//! API gateway: key authentication, rolling-hour rate limiting, request
//! logging.
//!
//! Every `/api` route passes through [`require_api_client`] before any
//! scheduling logic runs. Rejected calls (401/429) are not written to the
//! request log; only routed calls count toward the rolling window. A
//! sustained flood sitting exactly at the limit can therefore undercount.

use axum::extract::{Request, State};
use axum::middleware::Next;
use axum::response::Response;
use sha2::{Digest, Sha256};
use tracing::warn;

use crate::db::{unix_timestamp, Database};
use crate::error::{ApiError, Result};
use crate::http::AppState;
use crate::models::ApiClient;

/// Rolling rate-limit window, in seconds.
pub const WINDOW_SECONDS: i64 = 3600;

/// Header carrying the caller's secret key.
pub const API_KEY_HEADER: &str = "x-api-key";

/// SHA-256 hex digest of a presented API key. Keys are stored and compared
/// only in this form.
pub fn hash_key(key: &str) -> String {
    hex::encode(Sha256::digest(key.as_bytes()))
}

/// Resolve a presented key to an active client, or reject.
pub async fn authenticate(db: &Database, key: &str) -> Result<ApiClient> {
    db.find_client_by_key_hash(&hash_key(key))
        .await
        .map_err(ApiError::from)?
        .ok_or(ApiError::Auth)
}

/// Enforce the client's hourly quota against the trailing window of routed
/// requests.
pub async fn check_rate_limit(db: &Database, client: &ApiClient) -> Result<()> {
    let since = unix_timestamp() - WINDOW_SECONDS;
    let used = db.count_requests_since(&client.id, since).await?;

    if used >= client.rate_limit {
        warn!(
            client_id = %client.id,
            used,
            limit = client.rate_limit,
            "rate limit exceeded"
        );
        return Err(ApiError::RateLimited);
    }
    Ok(())
}

/// Axum middleware gating all programmatic access: authenticate, rate-limit,
/// route, then log the routed call and touch the client's last-used stamp.
pub async fn require_api_client(
    State(state): State<AppState>,
    mut req: Request,
    next: Next,
) -> Result<Response> {
    let Some(key) = req
        .headers()
        .get(API_KEY_HEADER)
        .and_then(|v| v.to_str().ok())
        .map(str::to_owned)
    else {
        return Err(ApiError::Auth);
    };

    let client = authenticate(&state.db, &key).await?;
    check_rate_limit(&state.db, &client).await?;

    let endpoint = req.uri().path().to_string();
    let method = req.method().to_string();
    let client_id = client.id.clone();
    req.extensions_mut().insert(client);

    let response = next.run(req).await;

    // Log after routing so the recorded status reflects the real outcome.
    // Log failures must not fail the already-handled request.
    let status = i64::from(response.status().as_u16());
    if let Err(e) = state.db.log_request(&client_id, &endpoint, &method, status).await {
        warn!(client_id = %client_id, error = %e, "failed to append request log");
    }
    if let Err(e) = state.db.touch_client_last_used(&client_id).await {
        warn!(client_id = %client_id, error = %e, "failed to update last-used stamp");
    }

    Ok(response)
}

══════════════════════════════

Look above for the line with "let response = next.run(req).await;" and the line with "let status = i64::from(response.status().as_u16());", and reproduce exactly those two lines plus every line between, nothing more.

[YOUR RESPONSE]:
    let response = next.run(req).await;

    // Log after routing so the recorded status reflects the real outcome.
    // Log failures must not fail the already-handled request.
    let status = i64::from(response.status().as_u16());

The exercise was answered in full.